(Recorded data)

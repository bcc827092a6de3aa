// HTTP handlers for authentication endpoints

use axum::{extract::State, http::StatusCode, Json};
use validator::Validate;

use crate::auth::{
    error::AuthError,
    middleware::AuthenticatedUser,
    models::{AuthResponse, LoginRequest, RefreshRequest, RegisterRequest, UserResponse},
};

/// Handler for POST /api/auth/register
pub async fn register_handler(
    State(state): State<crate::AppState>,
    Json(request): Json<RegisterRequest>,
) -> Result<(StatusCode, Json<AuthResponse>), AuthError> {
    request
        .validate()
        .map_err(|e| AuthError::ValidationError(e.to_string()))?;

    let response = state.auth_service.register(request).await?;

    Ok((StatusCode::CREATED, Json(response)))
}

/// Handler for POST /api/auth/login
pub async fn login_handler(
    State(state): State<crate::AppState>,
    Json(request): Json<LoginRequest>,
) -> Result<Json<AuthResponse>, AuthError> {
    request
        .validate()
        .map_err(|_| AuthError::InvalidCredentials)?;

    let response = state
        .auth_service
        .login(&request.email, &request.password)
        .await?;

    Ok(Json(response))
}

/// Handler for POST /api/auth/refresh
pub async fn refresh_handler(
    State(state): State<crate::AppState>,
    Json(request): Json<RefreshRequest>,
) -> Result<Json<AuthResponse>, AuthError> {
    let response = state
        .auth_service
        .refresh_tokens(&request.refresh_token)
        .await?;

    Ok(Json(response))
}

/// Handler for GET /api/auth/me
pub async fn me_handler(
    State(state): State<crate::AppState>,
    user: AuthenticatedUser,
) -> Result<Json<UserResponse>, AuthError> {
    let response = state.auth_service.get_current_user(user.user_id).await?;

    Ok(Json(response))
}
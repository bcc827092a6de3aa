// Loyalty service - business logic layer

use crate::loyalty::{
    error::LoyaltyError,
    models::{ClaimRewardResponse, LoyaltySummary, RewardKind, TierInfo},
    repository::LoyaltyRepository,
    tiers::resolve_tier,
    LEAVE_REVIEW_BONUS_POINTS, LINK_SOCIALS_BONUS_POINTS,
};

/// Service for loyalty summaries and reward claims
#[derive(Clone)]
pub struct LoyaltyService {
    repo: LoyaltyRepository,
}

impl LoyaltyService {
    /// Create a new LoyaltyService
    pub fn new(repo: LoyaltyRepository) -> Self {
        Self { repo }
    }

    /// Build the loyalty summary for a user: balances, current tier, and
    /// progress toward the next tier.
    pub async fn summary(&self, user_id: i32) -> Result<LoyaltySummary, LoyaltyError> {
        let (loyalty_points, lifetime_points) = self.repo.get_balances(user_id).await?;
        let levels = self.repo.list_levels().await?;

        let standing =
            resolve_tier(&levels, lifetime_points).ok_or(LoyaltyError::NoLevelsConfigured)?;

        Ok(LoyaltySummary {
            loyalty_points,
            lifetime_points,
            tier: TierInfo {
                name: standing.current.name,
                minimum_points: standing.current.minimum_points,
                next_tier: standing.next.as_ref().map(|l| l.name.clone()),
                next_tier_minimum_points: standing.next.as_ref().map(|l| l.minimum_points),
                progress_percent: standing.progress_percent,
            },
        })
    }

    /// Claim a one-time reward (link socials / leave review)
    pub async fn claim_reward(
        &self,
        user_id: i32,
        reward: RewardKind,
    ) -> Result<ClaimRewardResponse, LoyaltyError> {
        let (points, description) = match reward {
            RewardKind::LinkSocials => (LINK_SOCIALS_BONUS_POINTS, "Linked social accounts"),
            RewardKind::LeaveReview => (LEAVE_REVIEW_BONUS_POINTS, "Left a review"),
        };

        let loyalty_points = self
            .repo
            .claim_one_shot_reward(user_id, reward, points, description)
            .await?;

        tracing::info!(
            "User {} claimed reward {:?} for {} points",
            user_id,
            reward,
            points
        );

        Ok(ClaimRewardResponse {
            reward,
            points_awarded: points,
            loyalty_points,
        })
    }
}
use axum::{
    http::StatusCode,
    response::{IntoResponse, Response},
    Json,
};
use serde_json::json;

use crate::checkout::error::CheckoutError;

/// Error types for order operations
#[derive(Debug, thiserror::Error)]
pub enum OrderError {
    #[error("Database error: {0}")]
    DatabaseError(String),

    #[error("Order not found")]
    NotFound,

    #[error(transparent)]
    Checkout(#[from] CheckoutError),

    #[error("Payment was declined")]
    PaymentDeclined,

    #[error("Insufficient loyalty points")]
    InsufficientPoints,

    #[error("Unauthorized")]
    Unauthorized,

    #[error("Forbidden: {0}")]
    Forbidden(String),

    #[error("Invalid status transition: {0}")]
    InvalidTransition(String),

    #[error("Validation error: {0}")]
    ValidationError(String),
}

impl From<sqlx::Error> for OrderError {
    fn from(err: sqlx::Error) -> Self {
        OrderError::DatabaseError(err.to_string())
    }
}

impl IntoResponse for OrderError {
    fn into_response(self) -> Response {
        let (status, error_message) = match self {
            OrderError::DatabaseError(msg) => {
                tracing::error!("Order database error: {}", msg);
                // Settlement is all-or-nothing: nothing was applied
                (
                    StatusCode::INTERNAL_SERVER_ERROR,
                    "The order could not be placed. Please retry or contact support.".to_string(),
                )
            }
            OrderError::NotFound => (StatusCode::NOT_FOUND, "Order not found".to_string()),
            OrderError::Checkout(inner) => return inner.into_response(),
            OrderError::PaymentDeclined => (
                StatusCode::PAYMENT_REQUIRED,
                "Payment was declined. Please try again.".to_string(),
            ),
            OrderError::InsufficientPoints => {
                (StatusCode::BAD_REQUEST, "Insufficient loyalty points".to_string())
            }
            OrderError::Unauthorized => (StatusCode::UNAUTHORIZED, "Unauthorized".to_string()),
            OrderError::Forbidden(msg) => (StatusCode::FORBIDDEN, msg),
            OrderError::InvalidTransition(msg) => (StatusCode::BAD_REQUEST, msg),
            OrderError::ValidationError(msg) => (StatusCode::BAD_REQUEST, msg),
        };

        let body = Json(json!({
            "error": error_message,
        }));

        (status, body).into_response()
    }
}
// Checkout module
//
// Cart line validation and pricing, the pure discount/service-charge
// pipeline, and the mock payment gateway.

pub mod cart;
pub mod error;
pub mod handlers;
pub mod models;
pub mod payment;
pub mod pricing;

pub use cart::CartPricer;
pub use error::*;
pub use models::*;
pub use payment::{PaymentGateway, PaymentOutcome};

**Exercise instructions:**
All entries are to be output exactly as they stand.

**Written solution:**
repository bcc827092a6de3aa
// HTTP handlers for authentication endpoints

use axum::{extract::State, http::StatusCode, Json};
use validator::Validate;

use crate::auth::{
    error::AuthError,
    middleware::AuthenticatedUser,
    models::{AuthResponse, LoginRequest, RefreshRequest, RegisterRequest, UserResponse},
};

/// Handler for POST /api/auth/register
pub async fn register_handler(
    State(state): State<crate::AppState>,
    Json(request): Json<RegisterRequest>,
) -> Result<(StatusCode, Json<AuthResponse>), AuthError> {
    request
        .validate()
        .map_err(|e| AuthError::ValidationError(e.to_string()))?;

    let response = state.auth_service.register(request).await?;

    Ok((StatusCode::CREATED, Json(response)))
}

/// Handler for POST /api/auth/login
pub async fn login_handler(
    State(state): State<crate::AppState>,
    Json(request): Json<LoginRequest>,
) -> Result<Json<AuthResponse>, AuthError> {
    request
        .validate()
        .map_err(|_| AuthError::InvalidCredentials)?;

    let response = state
        .auth_service
        .login(&request.email, &request.password)
        .await?;

    Ok(Json(response))
}

/// Handler for POST /api/auth/refresh
pub async fn refresh_handler(
    State(state): State<crate::AppState>,
    Json(request): Json<RefreshRequest>,
) -> Result<Json<AuthResponse>, AuthError> {
    let response = state
        .auth_service
        .refresh_tokens(&request.refresh_token)
        .await?;

    Ok(Json(response))
}

/// Handler for GET /api/auth/me
pub async fn me_handler(
    State(state): State<crate::AppState>,
    user: AuthenticatedUser,
) -> Result<Json<UserResponse>, AuthError> {
    let response = state.auth_service.get_current_user(user.user_id).await?;

    Ok(Json(response))
}
repository bcc827092a6de3aa
// Loyalty service - business logic layer

use crate::loyalty::{
    error::LoyaltyError,
    models::{ClaimRewardResponse, LoyaltySummary, RewardKind, TierInfo},
    repository::LoyaltyRepository,
    tiers::resolve_tier,
    LEAVE_REVIEW_BONUS_POINTS, LINK_SOCIALS_BONUS_POINTS,
};

/// Service for loyalty summaries and reward claims
#[derive(Clone)]
pub struct LoyaltyService {
    repo: LoyaltyRepository,
}

impl LoyaltyService {
    /// Create a new LoyaltyService
    pub fn new(repo: LoyaltyRepository) -> Self {
        Self { repo }
    }

    /// Build the loyalty summary for a user: balances, current tier, and
    /// progress toward the next tier.
    pub async fn summary(&self, user_id: i32) -> Result<LoyaltySummary, LoyaltyError> {
        let (loyalty_points, lifetime_points) = self.repo.get_balances(user_id).await?;
        let levels = self.repo.list_levels().await?;

        let standing =
            resolve_tier(&levels, lifetime_points).ok_or(LoyaltyError::NoLevelsConfigured)?;

        Ok(LoyaltySummary {
            loyalty_points,
            lifetime_points,
            tier: TierInfo {
                name: standing.current.name,
                minimum_points: standing.current.minimum_points,
                next_tier: standing.next.as_ref().map(|l| l.name.clone()),
                next_tier_minimum_points: standing.next.as_ref().map(|l| l.minimum_points),
                progress_percent: standing.progress_percent,
            },
        })
    }

    /// Claim a one-time reward (link socials / leave review)
    pub async fn claim_reward(
        &self,
        user_id: i32,
        reward: RewardKind,
    ) -> Result<ClaimRewardResponse, LoyaltyError> {
        let (points, description) = match reward {
            RewardKind::LinkSocials => (LINK_SOCIALS_BONUS_POINTS, "Linked social accounts"),
            RewardKind::LeaveReview => (LEAVE_REVIEW_BONUS_POINTS, "Left a review"),
        };

        let loyalty_points = self
            .repo
            .claim_one_shot_reward(user_id, reward, points, description)
            .await?;

        tracing::info!(
            "User {} claimed reward {:?} for {} points",
            user_id,
            reward,
            points
        );

        Ok(ClaimRewardResponse {
            reward,
            points_awarded: points,
            loyalty_points,
        })
    }
}
use axum::{
    http::StatusCode,
    response::{IntoResponse, Response},
    Json,
};
use serde_json::json;

use crate::checkout::error::CheckoutError;

/// Error types for order operations
#[derive(Debug, thiserror::Error)]
pub enum OrderError {
    #[error("Database error: {0}")]
    DatabaseError(String),

    #[error("Order not found")]
    NotFound,

    #[error(transparent)]
    Checkout(#[from] CheckoutError),

    #[error("Payment was declined")]
    PaymentDeclined,

    #[error("Insufficient loyalty points")]
    InsufficientPoints,

    #[error("Unauthorized")]
    Unauthorized,

    #[error("Forbidden: {0}")]
    Forbidden(String),

    #[error("Invalid status transition: {0}")]
    InvalidTransition(String),

    #[error("Validation error: {0}")]
    ValidationError(String),
}

impl From<sqlx::Error> for OrderError {
    fn from(err: sqlx::Error) -> Self {
        OrderError::DatabaseError(err.to_string())
    }
}

impl IntoResponse for OrderError {
    fn into_response(self) -> Response {
        let (status, error_message) = match self {
            OrderError::DatabaseError(msg) => {
                tracing::error!("Order database error: {}", msg);
                // Settlement is all-or-nothing: nothing was applied
                (
                    StatusCode::INTERNAL_SERVER_ERROR,
                    "The order could not be placed. Please retry or contact support.".to_string(),
                )
            }
            OrderError::NotFound => (StatusCode::NOT_FOUND, "Order not found".to_string()),
            OrderError::Checkout(inner) => return inner.into_response(),
            OrderError::PaymentDeclined => (
                StatusCode::PAYMENT_REQUIRED,
                "Payment was declined. Please try again.".to_string(),
            ),
            OrderError::InsufficientPoints => {
                (StatusCode::BAD_REQUEST, "Insufficient loyalty points".to_string())
            }
            OrderError::Unauthorized => (StatusCode::UNAUTHORIZED, "Unauthorized".to_string()),
            OrderError::Forbidden(msg) => (StatusCode::FORBIDDEN, msg),
            OrderError::InvalidTransition(msg) => (StatusCode::BAD_REQUEST, msg),
            OrderError::ValidationError(msg) => (StatusCode::BAD_REQUEST, msg),
        };

        let body = Json(json!({
            "error": error_message,
        }));

        (status, body).into_response()
    }
}
// Checkout module
//
// Cart line validation and pricing, the pure discount/service-charge
// pipeline, and the mock payment gateway.

pub mod cart;
pub mod error;
pub mod handlers;
pub mod models;
pub mod payment;
pub mod pricing;

pub use cart::CartPricer;
pub use error::*;
pub use models::*;
pub use payment::{PaymentGateway, PaymentOutcome};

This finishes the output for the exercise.